S&P 500 Hangs On Modest Gain As Other Indices End Mixed

Wall Street closed a wobbly trading day on Wednesday with a mixed finish for major stock indexes, as tech and communications companies weighed in on the market for a second day in a row.

The Standard & Poor’s 500 Index rose 0.2% after losing most of a 0.8% gain. The modest gain came a day after the benchmark posted its worst decline since May. The index is on the cusp of its first monthly loss since January.

The Dow Jones industrial average also lost momentum as the day went on, but managed to gain 0.3%, while the high-tech Nasdaq composite fell 0.2% after rising 0.9 % in the beginning.

Bond yields have stabilized after surging last week and weighing on the market, especially technology stocks. The higher yields have forced investors to reevaluate if the prices have been too high for stocks, as this makes them expensive in comparison.

The broader market lost ground in September, leaving the S&P 500 down 3.6% for the month with a day to go. Investors spent much of the month examining a mixed batch of economic data that showed the effects of COVID-19 and the highly contagious Delta variant on consumer spending and the labor market recovery.

Wall Street is still trying to gauge how far the lingering rise in inflation will be as the economy goes through and eventually recovers from the pandemic. The Fed has said higher inflation will likely be temporary and tied to the economic recovery, but more companies have signaled they expect higher costs to persist. Bond yields started rising last week after the central bank signaled it may start taking action in the coming months to cut some of the support it has provided to the economy throughout. the pandemic.

“Today, it’s a kind of tug-of-war between which the greatest concern is: is it inflation or rates? Said Randy Frederick, vice president of commerce and derivatives at Charles Schwab. “Today’s action tells me we don’t know.”

The S&P 500 gained 6.83 points to 4,359.46. The Dow Jones gained 90.73 points, finishing at 34,390.72, while the Nasdaq fell 34.24 points to 14,512.44. The Russell 2000 Small Business Index also fell, dropping 4.47 points, or 0.2%, to close at 2,225.31.

The yield on the 10-year Treasury, which is used to set interest rates on many types of loans, held steady at 1.53%.

Healthcare companies and a mix of consumer-focused companies accounted for a significant portion of the S&P 500’s gains. Eli Lilly was up 4% and Procter & Gamble added 1%.

Investors are still watching the Federal Reserve closely to assess how slowing economic growth will affect the speed of its plan to eventually cut bond purchases it has made to help keep interest rates low.

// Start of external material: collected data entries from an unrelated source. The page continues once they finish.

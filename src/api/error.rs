//! API error type shared by all endpoints.
//!
//! Every failure surfaces to clients as `{"error": {"code", "message"}}`
//! with a matching HTTP status. Internal errors are logged server-side and
//! masked in the response body.

use axum::http::StatusCode;
use axum::response::{IntoResponse, Response};
use axum::Json;
use serde_json::json;

use crate::forms::SubmitError;
use crate::geo::GeoError;
use crate::persist::PersistError;
use crate::pipeline::QuoteError;

#[derive(Debug)]
pub enum ApiError {
    /// Malformed or invalid client input.
    BadRequest(String),
    /// Photo analysis could not produce an item list.
    AnalysisFailed(String),
    /// Price estimation failed after items were confirmed.
    PricingFailed(String),
    /// A dependent service (database, geocoder) failed.
    Upstream(String),
    /// Well-formed ZIP code with no match.
    ZipNotFound,
    /// Anything unexpected; detail stays out of the response.
    Internal(String),
}

impl ApiError {
    fn status(&self) -> StatusCode {
        match self {
            ApiError::BadRequest(_) => StatusCode::BAD_REQUEST,
            ApiError::AnalysisFailed(_) | ApiError::PricingFailed(_) | ApiError::Upstream(_) => {
                StatusCode::BAD_GATEWAY
            }
            ApiError::ZipNotFound => StatusCode::NOT_FOUND,
            ApiError::Internal(_) => StatusCode::INTERNAL_SERVER_ERROR,
        }
    }

    fn code(&self) -> &'static str {
        match self {
            ApiError::BadRequest(_) => "BAD_REQUEST",
            ApiError::AnalysisFailed(_) => "ANALYSIS_FAILED",
            ApiError::PricingFailed(_) => "PRICING_FAILED",
            ApiError::Upstream(_) => "UPSTREAM_ERROR",
            ApiError::ZipNotFound => "ZIP_NOT_FOUND",
            ApiError::Internal(_) => "INTERNAL",
        }
    }

    fn message(&self) -> String {
        match self {
            ApiError::BadRequest(msg)
            | ApiError::AnalysisFailed(msg)
            | ApiError::PricingFailed(msg)
            | ApiError::Upstream(msg) => msg.clone(),
            ApiError::ZipNotFound => "No place found for that ZIP code".to_string(),
            ApiError::Internal(detail) => {
                tracing::error!(detail = %detail, "Internal API error");
                "Internal server error".to_string()
            }
        }
    }
}

impl IntoResponse for ApiError {
    fn into_response(self) -> Response {
        let body = json!({
            "error": {
                "code": self.code(),
                "message": self.message(),
            }
        });
        (self.status(), Json(body)).into_response()
    }
}

/// Detection-path mapping: bad images are the client's fault, the rest is
/// the analysis pipeline's.
pub fn detect_error(err: QuoteError) -> ApiError {
    match err {
        QuoteError::ImageProcessing(_) => {
            ApiError::BadRequest("Could not process the photo".to_string())
        }
        other => ApiError::AnalysisFailed(other.to_string()),
    }
}

pub fn pricing_error(err: QuoteError) -> ApiError {
    match err {
        QuoteError::EmptyItemList => ApiError::BadRequest(err.to_string()),
        other => ApiError::PricingFailed(other.to_string()),
    }
}

impl From<SubmitError> for ApiError {
    fn from(err: SubmitError) -> Self {
        match err {
            SubmitError::Invalid(e) => ApiError::BadRequest(e.to_string()),
            SubmitError::Persist(e) => ApiError::Upstream(e.to_string()),
        }
    }
}

impl From<PersistError> for ApiError {
    fn from(err: PersistError) -> Self {
        ApiError::Upstream(err.to_string())
    }
}

impl From<GeoError> for ApiError {
    fn from(err: GeoError) -> Self {
        ApiError::Upstream(err.to_string())
    }
}
use serde::{Deserialize, Serialize};
use uuid::Uuid;

/// A named, quantified junk item — recognized by the photo detector or
/// entered manually. Scoped to one quote session, never persisted on its own.
#[derive(Debug, Clone, PartialEq, Serialize, Deserialize)]
pub struct DetectedItem {
    /// Opaque per-instance token, unique within a session.
    pub id: Uuid,
    /// Free-text item name ("Sofa", "Mini fridge", ...).
    pub name: String,
    /// Always >= 1. Decrements are floor-clamped, never reach 0.
    pub quantity: u32,
}

impl DetectedItem {
    /// New item with quantity defaulted to 1 and a fresh id.
    pub fn new(name: impl Into<String>) -> Self {
        Self {
            id: Uuid::new_v4(),
            name: name.into(),
            quantity: 1,
        }
    }

    /// `"2x Sofa"`-style line used in pricing prompts and quote handoff.
    pub fn format_line(&self) -> String {
        format!("{}x {}", self.quantity, self.name)
    }
}

/// Format a whole item list as `"2x Sofa"`-style lines.
pub fn format_item_lines(items: &[DetectedItem]) -> Vec<String> {
    items.iter().map(DetectedItem::format_line).collect()
}

#[cfg(test)]
mod tests {
    use super::*;

    #[test]
    fn new_item_defaults_quantity_to_one() {
        let item = DetectedItem::new("Sofa");
        assert_eq!(item.quantity, 1);
        assert_eq!(item.name, "Sofa");
    }

    #[test]
    fn new_items_get_unique_ids() {
        let a = DetectedItem::new("Sofa");
        let b = DetectedItem::new("Sofa");
        assert_ne!(a.id, b.id);
    }

    #[test]
    fn format_line_includes_quantity() {
        let mut item = DetectedItem::new("Sofa");
        item.quantity = 2;
        assert_eq!(item.format_line(), "2x Sofa");
    }

    #[test]
    fn format_item_lines_preserves_order() {
        let mut sofa = DetectedItem::new("Sofa");
        sofa.quantity = 2;
        let table = DetectedItem::new("Coffee Table");
        let lines = format_item_lines(&[sofa, table]);
        assert_eq!(lines, vec!["2x Sofa", "1x Coffee Table"]);
    }
}
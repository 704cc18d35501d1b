//! Address autocomplete and ZIP lookup endpoints.

use axum::extract::{Path, Query, State};
use axum::Json;
use serde::{Deserialize, Serialize};
use serde_json::{json, Value};

use crate::api::error::ApiError;
use crate::api::types::ApiContext;
use crate::geo::{is_valid_zip, AddressSuggestion, AUTOCOMPLETE_DEBOUNCE_MS};

#[derive(Deserialize)]
pub struct AddressQuery {
    #[serde(default)]
    pub q: String,
}

#[derive(Serialize)]
pub struct AddressResponse {
    pub suggestions: Vec<AddressSuggestion>,
    /// Suggested client-side debounce before re-querying, in milliseconds.
    pub debounce_ms: u64,
}

pub async fn address(
    State(ctx): State<ApiContext>,
    Query(query): Query<AddressQuery>,
) -> Result<Json<AddressResponse>, ApiError> {
    let geo = ctx.geo.clone();
    let suggestions = tokio::task::spawn_blocking(move || geo.search_addresses(&query.q))
        .await
        .map_err(|e| ApiError::Internal(e.to_string()))??;
    Ok(Json(AddressResponse {
        suggestions,
        debounce_ms: AUTOCOMPLETE_DEBOUNCE_MS,
    }))
}

pub async fn zip(
    State(ctx): State<ApiContext>,
    Path(code): Path<String>,
) -> Result<Json<Value>, ApiError> {
    if !is_valid_zip(&code) {
        return Err(ApiError::BadRequest(
            "ZIP code must be exactly 5 digits".to_string(),
        ));
    }

    let geo = ctx.geo.clone();
    let place = tokio::task::spawn_blocking(move || geo.lookup_zip(&code))
        .await
        .map_err(|e| ApiError::Internal(e.to_string()))??;

    match place {
        Some(place) => Ok(Json(json!({ "city": place.city, "state": place.state }))),
        None => Err(ApiError::ZipNotFound),
    }
}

Wall Street also has its eye on Washington, where Democrats and Republicans in Congress are fighting to extend the nation’s debt limit. If the limit, which caps the amount of money the federal government can borrow, is not raised by Oct. 18, the country “would likely face a financial crisis and economic recession,” said Wednesday. Secretary of the Treasury Janet L. Yellen in Congress.

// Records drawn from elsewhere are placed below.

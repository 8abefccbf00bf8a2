//! Member reconciliation.
//!
//! Two writers converge on the member store:
//! - local registrations, which mark a record owned and unconfirmed once the gateway accepts
//!   the submission;
//! - MemberRegistered events from the ledger, which mark the record confirmed.
//!
//! Both go through [MemberStore::upsert], so each read-modify-write on an address is atomic.
//! Reconciling an event is idempotent: redelivery leaves the record unchanged.

use crate::abi::{MalformedEvent, MemberRegistered};
use crate::envelope::InboundEvent;
use crate::gateway::{Gateway, GatewayError};
use crate::member::{Member, RegisterMember};
use crate::router::EventHandler;
use crate::store::{MemberStore, StoreError};
use async_trait::async_trait;
use std::sync::Arc;
use thiserror::Error;

#[derive(Debug, Error)]
pub enum RegistrationError {
    #[error("Invalid member")]
    InvalidMember,
    #[error("gateway submission failed: {0}")]
    Gateway(#[from] GatewayError),
    #[error(transparent)]
    Store(#[from] StoreError),
}

/// Failure to apply a single event. The rest of the batch is unaffected.
#[derive(Debug, Error)]
pub enum ReconcileError {
    #[error(transparent)]
    Malformed(#[from] MalformedEvent),
    #[error(transparent)]
    Store(#[from] StoreError),
}

/// Applies local registrations and ledger events to the member store.
pub struct Reconciler {
    store: Arc<dyn MemberStore>,
    gateway: Arc<dyn Gateway>,
}

impl Reconciler {
    pub fn new(store: Arc<dyn MemberStore>, gateway: Arc<dyn Gateway>) -> Self {
        Self { store, gateway }
    }

    pub fn store(&self) -> &Arc<dyn MemberStore> {
        &self.store
    }

    /// Apply a confirmed MemberRegistered event.
    ///
    /// Existing records get the event's name and destinations and become confirmed; `owned`
    /// and `timestamp` are kept. Unknown addresses are created as not owned, confirmed.
    pub async fn reconcile(&self, event: MemberRegistered) -> Result<Member, StoreError> {
        let address = event.member;
        let member = self
            .store
            .upsert(
                &address,
                Box::new(move |existing| match existing {
                    Some(prev) => Member {
                        name: event.name,
                        app2app_destination: event.app2app_destination,
                        doc_exchange_destination: event.doc_exchange_destination,
                        confirmed: true,
                        ..prev.clone()
                    },
                    None => Member {
                        address: event.member,
                        name: event.name,
                        app2app_destination: event.app2app_destination,
                        doc_exchange_destination: event.doc_exchange_destination,
                        owned: false,
                        confirmed: true,
                        timestamp: event.timestamp,
                    },
                }),
            )
            .await?;
        tracing::info!(address = %address.to_checksum(), owned = member.owned, "member confirmed");
        Ok(member)
    }

    /// Register a member from a local request.
    ///
    /// The registration is submitted to the gateway first; the store only changes once the
    /// gateway has accepted it. The record becomes owned and unconfirmed until the matching
    /// event arrives.
    pub async fn register_locally(&self, request: &RegisterMember) -> Result<Member, RegistrationError> {
        let registration = request.validate().ok_or(RegistrationError::InvalidMember)?;
        self.gateway.register_member(&registration).await?;

        let now = chrono::Utc::now().timestamp().max(0) as u64;
        let address = registration.address;
        let member = self
            .store
            .upsert(
                &address,
                Box::new(move |_| Member {
                    address: registration.address,
                    name: registration.name,
                    app2app_destination: registration.app2app_destination,
                    doc_exchange_destination: registration.doc_exchange_destination,
                    owned: true,
                    confirmed: false,
                    timestamp: now,
                }),
            )
            .await?;
        tracing::info!(address = %address.to_checksum(), "member registration submitted");
        Ok(member)
    }
}

#[async_trait]
impl EventHandler for Reconciler {
    async fn handle(&self, event: &InboundEvent) -> Result<(), ReconcileError> {
        let decoded = MemberRegistered::decode(&event.payload)?;
        self.reconcile(decoded).await?;
        Ok(())
    }
}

Yellen’s remarks came a day after Senate Republicans blocked consideration of a bill that would have raised the debt ceiling.

The stalemate is starting to worry Wall Street, Frederick said.

“I expect the market to become more volatile and possibly decline depending on how close we get to that deadline,” he said.

Wall Street is also gearing up for the next round of corporate earnings in the coming weeks. Investors will get a more detailed look at how supply chain issues and higher costs are affecting business finances.

A wide range of companies have warned investors about the effect of inflation on costs and profits. Nike, Costco and FedEx were among those who cited material costs, shipping delays, and labor issues.

Sherwin-Williams has become the latest company to warn that higher raw material costs will hurt profits. The stock gained 0.8% as investors took the announcement on the heels, but it is still down 9.6% from its all-time high of $ 308.70 on September 2.

Asian markets mostly fell while European markets rose.